======== INFORMATION GIVEN ========

use std::collections::HashMap;

use axum::{
    extract::{OriginalUri, Path, Query, State},
    http::StatusCode,
    routing::{get, post, put},
    Json, Router,
};
use serde_json::{json, Value};
use tracing::{info, instrument};

use crate::{
    auth::services::AuthUser,
    cache::{self, COLLECTION_TTL_SECS, RESOURCE_TTL_SECS},
    error::ApiError,
    state::AppState,
};

use super::dto::{CreatePropertyRequest, Pagination, PropertyResponse, UpdatePropertyRequest};
use super::filter::PropertyFilter;
use super::repo;

const SEARCH_LIMIT: i64 = 20;

pub fn read_routes() -> Router<AppState> {
    Router::new()
        .route("/properties", get(list_properties))
        .route("/properties/search", get(search_properties))
        .route("/properties/:id", get(get_property))
}

pub fn write_routes() -> Router<AppState> {
    Router::new()
        .route("/properties", post(create_property))
        .route(
            "/properties/:id",
            put(update_property).delete(delete_property),
        )
}

#[instrument(skip(state))]
pub async fn list_properties(
    State(state): State<AppState>,
    OriginalUri(uri): OriginalUri,
    Query(params): Query<HashMap<String, String>>,
) -> Result<Json<Value>, ApiError> {
    let key = cache::request_key(uri.path(), uri.query());
    if let Some(hit) = state.cache.get_json(&key).await {
        return Ok(Json(cache::mark_cached(hit)));
    }

    let filter = PropertyFilter::from_query(&params)?;
    let page = Pagination::from_query(&params);

    let items = repo::list(&state.db, &filter, page.limit, page.offset())
        .await
        .map_err(ApiError::internal)?;
    let total = repo::count(&state.db, &filter)
        .await
        .map_err(ApiError::internal)?;

    let body = json!({
        "items": items.into_iter().map(PropertyResponse::from).collect::<Vec<_>>(),
        "page": page.page,
        "pages": page.pages(total),
        "total": total,
    });
    state.cache.put_json(&key, &body, COLLECTION_TTL_SECS).await;
    Ok(Json(body))
}

#[instrument(skip(state))]
pub async fn search_properties(
    State(state): State<AppState>,
    OriginalUri(uri): OriginalUri,
    Query(params): Query<HashMap<String, String>>,
) -> Result<Json<Value>, ApiError> {
    let query = params
        .get("query")
        .filter(|q| !q.is_empty())
        .ok_or_else(|| ApiError::bad_request("Search query is required"))?;

    let key = cache::request_key(uri.path(), uri.query());
    if let Some(hit) = state.cache.get_json(&key).await {
        return Ok(Json(cache::mark_cached(hit)));
    }

    let items = repo::search(&state.db, query, SEARCH_LIMIT)
        .await
        .map_err(ApiError::internal)?;

    let body = json!({
        "items": items.into_iter().map(PropertyResponse::from).collect::<Vec<_>>(),
    });
    state.cache.put_json(&key, &body, COLLECTION_TTL_SECS).await;
    Ok(Json(body))
}

#[instrument(skip(state))]
pub async fn get_property(
    State(state): State<AppState>,
    OriginalUri(uri): OriginalUri,
    Path(id): Path<String>,
) -> Result<Json<Value>, ApiError> {
    let key = cache::request_key(uri.path(), uri.query());
    if let Some(hit) = state.cache.get_json(&key).await {
        return Ok(Json(cache::mark_cached(hit)));
    }

    let property = repo::find_by_display_id(&state.db, &id)
        .await
        .map_err(ApiError::internal)?
        .ok_or_else(|| ApiError::not_found("Property not found"))?;

    let body =
        serde_json::to_value(PropertyResponse::from(property)).map_err(ApiError::internal)?;
    state.cache.put_json(&key, &body, RESOURCE_TTL_SECS).await;
    Ok(Json(body))
}

#[instrument(skip(state, payload))]
pub async fn create_property(
    State(state): State<AppState>,
    user: AuthUser,
    Json(payload): Json<CreatePropertyRequest>,
) -> Result<(StatusCode, Json<PropertyResponse>), ApiError> {
    let data = payload.validate()?;

    let property = repo::create(&state.db, &data, user.user_id)
        .await
        .map_err(ApiError::internal)?;

    state.cache.invalidate("api:/api/properties*").await;

    info!(property = %property.display_id, user_id = %user.user_id, "property created");
    Ok((StatusCode::CREATED, Json(property.into())))
}

#[instrument(skip(state, payload))]
pub async fn update_property(
    State(state): State<AppState>,
    user: AuthUser,
    Path(id): Path<String>,
    Json(payload): Json<UpdatePropertyRequest>,
) -> Result<Json<PropertyResponse>, ApiError> {
    let property = repo::find_by_display_id(&state.db, &id)
        .await
        .map_err(ApiError::internal)?
        .ok_or_else(|| ApiError::not_found("Property not found"))?;

    if property.created_by != user.user_id {
        return Err(ApiError::forbidden(
            "Not authorized to update this property",
        ));
    }

    let changes = payload.validate()?;
    let updated = repo::update(&state.db, property.id, &changes)
        .await
        .map_err(ApiError::internal)?;

    state
        .cache
        .invalidate(&format!("api:/api/properties/{id}"))
        .await;
    state.cache.invalidate("api:/api/properties*").await;

    info!(property = %id, user_id = %user.user_id, "property updated");
    Ok(Json(updated.into()))
}

#[instrument(skip(state))]
pub async fn delete_property(
    State(state): State<AppState>,
    user: AuthUser,
    Path(id): Path<String>,
) -> Result<Json<Value>, ApiError> {
    let property = repo::find_by_display_id(&state.db, &id)
        .await
        .map_err(ApiError::internal)?
        .ok_or_else(|| ApiError::not_found("Property not found"))?;

    if property.created_by != user.user_id {
        return Err(ApiError::forbidden(
            "Not authorized to delete this property",
        ));
    }

    repo::delete(&state.db, property.id)
        .await
        .map_err(ApiError::internal)?;

    state
        .cache
        .invalidate(&format!("api:/api/properties/{id}"))
        .await;
    state.cache.invalidate("api:/api/properties*").await;

    info!(property = %id, user_id = %user.user_id, "property deleted");
    Ok(Json(json!({ "message": "Property removed" })))
}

========

### INSTRUCTIONS TO FOLLOW
Find the word "changes" in the records. Copy every line it appears in.

### ANSWER FOR THIS EXERCISE
    let changes = payload.validate()?;
    let updated = repo::update(&state.db, property.id, &changes)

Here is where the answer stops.